Teachers in the district are good teachers, but they’re not
all great. As in any organization, some are better than others. Some are
outstanding while others should be culled from the herd. Yet, for the most
part, they are dedicated professionals who care about their students as well as
their own families.

Were that not the case, residents would charge into school
board meetings with torches and pitchforks and PTO moms would storm into a
school as if it were the Bastille.

Teachers are working under a status quo agreement, the
conditions of the contract that expired in June. The union— the
Unionville-Chadds Ford Education Association— is asking for an increase of more
than 4.7 percent for each year of a four-year contract. The board is offering
an increase that averages 1.85 percent each year.

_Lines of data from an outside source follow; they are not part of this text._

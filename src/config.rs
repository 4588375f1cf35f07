//! Configuration for roundtable.
//!
//! Settings are read from `<workspace>/.roundtable/roundtable.toml`, then
//! overridden by environment variables, then by CLI flags.
//!
//! ```toml
//! [agent]
//! command = "claude"
//! args = ["--print"]
//! timeout_secs = 900
//!
//! [run]
//! mode = "local"
//! max_rounds = 3
//! features = ["checkpoints", "lint_loop", "heuristic_selector"]
//!
//! [workspace]
//! tracked_targets = ["src", "tests", "package.json"]
//!
//! [lint]
//! command = "cargo clippy --quiet"
//! timeout_secs = 300
//!
//! [research]
//! augment = true
//! endpoint = "https://research.example.com/augment"
//! ```

use crate::checkpoint::{DEFAULT_IGNORED_DIRS, DEFAULT_TRACKED_TARGETS, TrackedPaths};
use crate::state::{DEFAULT_EVENT_CAP, ExecutionMode, Feature, FeatureSet, StoreConfig};
use anyhow::{Context, Result};
use serde::{Deserialize, Serialize};
use std::path::{Path, PathBuf};
use std::time::Duration;

pub const CONFIG_DIR: &str = ".roundtable";
pub const CONFIG_FILE: &str = "roundtable.toml";

pub const ENV_MODE: &str = "ROUNDTABLE_MODE";
pub const ENV_FORCE_DEMO: &str = "ROUNDTABLE_FORCE_DEMO";
pub const ENV_AGENT_CMD: &str = "ROUNDTABLE_AGENT_CMD";
pub const ENV_RESEARCH_AUGMENT: &str = "ROUNDTABLE_RESEARCH_AUGMENT";
pub const ENV_RESEARCH_ENDPOINT: &str = "ROUNDTABLE_RESEARCH_ENDPOINT";
pub const ENV_RESEARCH_API_KEY: &str = "ROUNDTABLE_RESEARCH_API_KEY";

/// How the agent binary is launched.
#[derive(Debug, Clone, PartialEq, Serialize, Deserialize)]
pub struct AgentSection {
    #[serde(default = "default_agent_command")]
    pub command: String,
    #[serde(default = "default_agent_args")]
    pub args: Vec<String>,
    #[serde(default = "default_agent_timeout_secs")]
    pub timeout_secs: u64,
}

fn default_agent_command() -> String {
    "claude".to_string()
}

fn default_agent_args() -> Vec<String> {
    vec!["--print".to_string()]
}

fn default_agent_timeout_secs() -> u64 {
    900
}

impl Default for AgentSection {
    fn default() -> Self {
        Self {
            command: default_agent_command(),
            args: default_agent_args(),
            timeout_secs: default_agent_timeout_secs(),
        }
    }
}

#[derive(Debug, Clone, PartialEq, Serialize, Deserialize)]
pub struct RunSection {
    #[serde(default)]
    pub mode: ExecutionMode,
    #[serde(default = "default_max_rounds")]
    pub max_rounds: u32,
    #[serde(default)]
    pub features: Vec<Feature>,
}

fn default_max_rounds() -> u32 {
    3
}

impl Default for RunSection {
    fn default() -> Self {
        Self {
            mode: ExecutionMode::default(),
            max_rounds: default_max_rounds(),
            features: Vec::new(),
        }
    }
}

#[derive(Debug, Clone, PartialEq, Serialize, Deserialize)]
pub struct WorkspaceSection {
    #[serde(default = "default_tracked_targets")]
    pub tracked_targets: Vec<String>,
    #[serde(default = "default_ignored_dirs")]
    pub ignored_dirs: Vec<String>,
}

fn default_tracked_targets() -> Vec<String> {
    DEFAULT_TRACKED_TARGETS.iter().map(|s| s.to_string()).collect()
}

fn default_ignored_dirs() -> Vec<String> {
    DEFAULT_IGNORED_DIRS.iter().map(|s| s.to_string()).collect()
}

impl Default for WorkspaceSection {
    fn default() -> Self {
        Self {
            tracked_targets: default_tracked_targets(),
            ignored_dirs: default_ignored_dirs(),
        }
    }
}

#[derive(Debug, Clone, PartialEq, Serialize, Deserialize)]
pub struct LintSection {
    /// Overrides `package.json` script detection when set.
    #[serde(default, skip_serializing_if = "Option::is_none")]
    pub command: Option<String>,
    #[serde(default = "default_lint_timeout_secs")]
    pub timeout_secs: u64,
}

fn default_lint_timeout_secs() -> u64 {
    300
}

impl Default for LintSection {
    fn default() -> Self {
        Self {
            command: None,
            timeout_secs: default_lint_timeout_secs(),
        }
    }
}

/// Head/tail budget used when `context_compression` is on.
#[derive(Debug, Clone, PartialEq, Serialize, Deserialize)]
pub struct ContextSection {
    #[serde(default = "default_context_chars")]
    pub head_chars: usize,
    #[serde(default = "default_context_chars")]
    pub tail_chars: usize,
}

fn default_context_chars() -> usize {
    1500
}

impl Default for ContextSection {
    fn default() -> Self {
        Self {
            head_chars: default_context_chars(),
            tail_chars: default_context_chars(),
        }
    }
}

#[derive(Debug, Clone, PartialEq, Serialize, Deserialize)]
pub struct GatesSection {
    #[serde(default = "default_poll_interval_ms")]
    pub poll_interval_ms: u64,
}

fn default_poll_interval_ms() -> u64 {
    500
}

impl Default for GatesSection {
    fn default() -> Self {
        Self {
            poll_interval_ms: default_poll_interval_ms(),
        }
    }
}

#[derive(Debug, Clone, PartialEq, Serialize, Deserialize)]
pub struct EventsSection {
    #[serde(default = "default_event_cap")]
    pub cap: usize,
}

fn default_event_cap() -> usize {
    DEFAULT_EVENT_CAP
}

impl Default for EventsSection {
    fn default() -> Self {
        Self {
            cap: default_event_cap(),
        }
    }
}

/// Simulated latency window for `demo` mode.
#[derive(Debug, Clone, PartialEq, Serialize, Deserialize)]
pub struct DemoSection {
    #[serde(default = "default_demo_min_latency_ms")]
    pub min_latency_ms: u64,
    #[serde(default = "default_demo_max_latency_ms")]
    pub max_latency_ms: u64,
}

fn default_demo_min_latency_ms() -> u64 {
    150
}

fn default_demo_max_latency_ms() -> u64 {
    450
}

impl Default for DemoSection {
    fn default() -> Self {
        Self {
            min_latency_ms: default_demo_min_latency_ms(),
            max_latency_ms: default_demo_max_latency_ms(),
        }
    }
}

#[derive(Debug, Clone, Default, PartialEq, Serialize, Deserialize)]
pub struct ResearchSection {
    #[serde(default)]
    pub augment: bool,
    #[serde(default, skip_serializing_if = "Option::is_none")]
    pub endpoint: Option<String>,
    /// Only ever read from the environment.
    #[serde(skip)]
    pub api_key: Option<String>,
}

/// Parsed roundtable.toml plus environment overrides.
#[derive(Debug, Clone, Default, PartialEq, Serialize, Deserialize)]
pub struct Settings {
    #[serde(default)]
    pub agent: AgentSection,
    #[serde(default)]
    pub run: RunSection,
    #[serde(default)]
    pub workspace: WorkspaceSection,
    #[serde(default)]
    pub lint: LintSection,
    #[serde(default)]
    pub context: ContextSection,
    #[serde(default)]
    pub gates: GatesSection,
    #[serde(default)]
    pub events: EventsSection,
    #[serde(default)]
    pub demo: DemoSection,
    #[serde(default)]
    pub research: ResearchSection,
    /// Set by `ROUNDTABLE_FORCE_DEMO`; beats every other mode source.
    #[serde(skip)]
    pub force_demo: bool,
}

impl Settings {
    pub fn config_path(workspace: &Path) -> PathBuf {
        workspace.join(CONFIG_DIR).join(CONFIG_FILE)
    }

    pub fn load(path: &Path) -> Result<Self> {
        let content = std::fs::read_to_string(path)
            .with_context(|| format!("Failed to read config file: {}", path.display()))?;
        Self::parse(&content)
    }

    pub fn parse(content: &str) -> Result<Self> {
        toml::from_str(content).context("Failed to parse roundtable.toml")
    }

    /// Load `<workspace>/.roundtable/roundtable.toml`, or defaults when absent.
    pub fn load_or_default(workspace: &Path) -> Result<Self> {
        let path = Self::config_path(workspace);
        if path.exists() {
            Self::load(&path)
        } else {
            Ok(Self::default())
        }
    }

    /// File settings with process environment overrides applied.
    pub fn for_workspace(workspace: &Path) -> Result<Self> {
        let mut settings = Self::load_or_default(workspace)?;
        settings.apply_env(|key| std::env::var(key).ok());
        Ok(settings)
    }

    pub fn to_toml(&self) -> Result<String> {
        toml::to_string_pretty(self).context("Failed to serialize roundtable.toml")
    }

    pub fn save(&self, path: &Path) -> Result<()> {
        if let Some(parent) = path.parent() {
            std::fs::create_dir_all(parent)
                .with_context(|| format!("Failed to create directory: {}", parent.display()))?;
        }
        std::fs::write(path, self.to_toml()?)
            .with_context(|| format!("Failed to write config file: {}", path.display()))?;
        Ok(())
    }

    /// Apply `ROUNDTABLE_*` overrides read through `lookup`.
    ///
    /// Unparseable values are logged and ignored.
    pub fn apply_env(&mut self, lookup: impl Fn(&str) -> Option<String>) {
        if let Some(mode) = lookup(ENV_MODE) {
            match mode.parse::<ExecutionMode>() {
                Ok(mode) => self.run.mode = mode,
                Err(e) => tracing::warn!("Ignoring {}: {}", ENV_MODE, e),
            }
        }
        if let Some(value) = lookup(ENV_FORCE_DEMO) {
            self.force_demo = is_truthy(&value);
        }
        if let Some(command) = lookup(ENV_AGENT_CMD).filter(|c| !c.trim().is_empty()) {
            self.agent.command = command;
        }
        if let Some(value) = lookup(ENV_RESEARCH_AUGMENT) {
            self.research.augment = is_truthy(&value);
        }
        if let Some(endpoint) = lookup(ENV_RESEARCH_ENDPOINT).filter(|e| !e.trim().is_empty()) {
            self.research.endpoint = Some(endpoint);
        }
        if let Some(key) = lookup(ENV_RESEARCH_API_KEY).filter(|k| !k.trim().is_empty()) {
            self.research.api_key = Some(key);
        }
    }

    /// CLI mode beats the file/env mode; force-demo beats both.
    pub fn effective_mode(&self, cli: Option<ExecutionMode>) -> ExecutionMode {
        if self.force_demo {
            ExecutionMode::Demo
        } else {
            cli.unwrap_or(self.run.mode)
        }
    }

    pub fn feature_set(&self) -> FeatureSet {
        self.run.features.iter().copied().collect()
    }

    pub fn tracked_paths(&self) -> TrackedPaths {
        TrackedPaths {
            targets: self.workspace.tracked_targets.clone(),
            ignored_dirs: self.workspace.ignored_dirs.clone(),
        }
    }

    pub fn store_config(&self) -> StoreConfig {
        StoreConfig {
            event_cap: self.events.cap.max(1),
        }
    }

    pub fn agent_timeout(&self) -> Duration {
        Duration::from_secs(self.agent.timeout_secs)
    }

    pub fn lint_timeout(&self) -> Duration {
        Duration::from_secs(self.lint.timeout_secs)
    }

    pub fn poll_interval(&self) -> Duration {
        Duration::from_millis(self.gates.poll_interval_ms)
    }

    pub fn demo_latency(&self) -> (Duration, Duration) {
        (
            Duration::from_millis(self.demo.min_latency_ms),
            Duration::from_millis(self.demo.max_latency_ms),
        )
    }

    /// Validate and return warnings. Nothing here is fatal; see [`Settings::check`].
    pub fn validate(&self) -> Vec<String> {
        let mut warnings = Vec::new();

        if self.run.max_rounds == 0 {
            warnings.push("run.max_rounds is 0; runs will finish without doing any work".into());
        }
        if self.agent.command.trim().is_empty() {
            warnings.push("agent.command is empty; local mode cannot launch agents".into());
        }
        if self.agent.timeout_secs == 0 {
            warnings.push("agent.timeout_secs is 0; every agent turn will time out".into());
        }
        if self.lint.timeout_secs == 0 {
            warnings.push("lint.timeout_secs is 0; every lint run will time out".into());
        }
        if self.gates.poll_interval_ms == 0 {
            warnings.push("gates.poll_interval_ms is 0; paused runs will busy-poll".into());
        }
        if self.events.cap == 0 {
            warnings.push("events.cap is 0; it will be raised to 1".into());
        }
        if self.demo.min_latency_ms > self.demo.max_latency_ms {
            warnings.push(format!(
                "demo.min_latency_ms ({}) exceeds demo.max_latency_ms ({}); the minimum is used",
                self.demo.min_latency_ms, self.demo.max_latency_ms
            ));
        }
        if self.run.features.contains(&Feature::ContextCompression)
            && (self.context.head_chars == 0 || self.context.tail_chars == 0)
        {
            warnings.push("context_compression is enabled but head_chars or tail_chars is 0".into());
        }
        if self.research.augment && self.research.endpoint.is_none() {
            warnings.push("research.augment is on but research.endpoint is not set".into());
        }
        if self.research.augment && !self.run.features.contains(&Feature::Research) {
            warnings.push("research.augment has no effect unless the research feature is enabled".into());
        }
        if self.workspace.tracked_targets.is_empty() {
            warnings.push("workspace.tracked_targets is empty; no changes will ever be detected".into());
        }

        warnings
    }

    /// Fatal problems. A run, rewind or checkpoint listing must not proceed
    /// past these.
    pub fn check(&self) -> Result<()> {
        self.tracked_paths()
            .validate()
            .context("Invalid workspace.tracked_targets")?;
        Ok(())
    }
}

fn is_truthy(value: &str) -> bool {
    matches!(
        value.trim().to_lowercase().as_str(),
        "1" | "true" | "yes" | "on"
    )
}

District teachers already make a decent salary. Beginning
teachers earn more than $47,000 and the top paid teachers get more than
$100,000. The average pay is more than $70,000. And they are working in a
district that is free of the hazards found in major city districts. There’s no
need for police in the hallways around here. And here they have all the help
and commitment they would need from parents.

Is 1.85 percent increase a great offer? No. It would be an
incredibly weak offer under good times, but it’s a good offer under current
circumstances. It’s not a reflection of performance, but one of economic
realities.

In the wake of layoffs in the private sector, it’s difficult
to get taxpayers to empathize with unionized government employees who
continually want more. People are losing jobs, benefits and their own raises.

Negotiations are ongoing and we don’t know what, if any,
wiggle room there is for compromise on either side. If there is that room for
compromise, we urge the two sides to get their act together soon.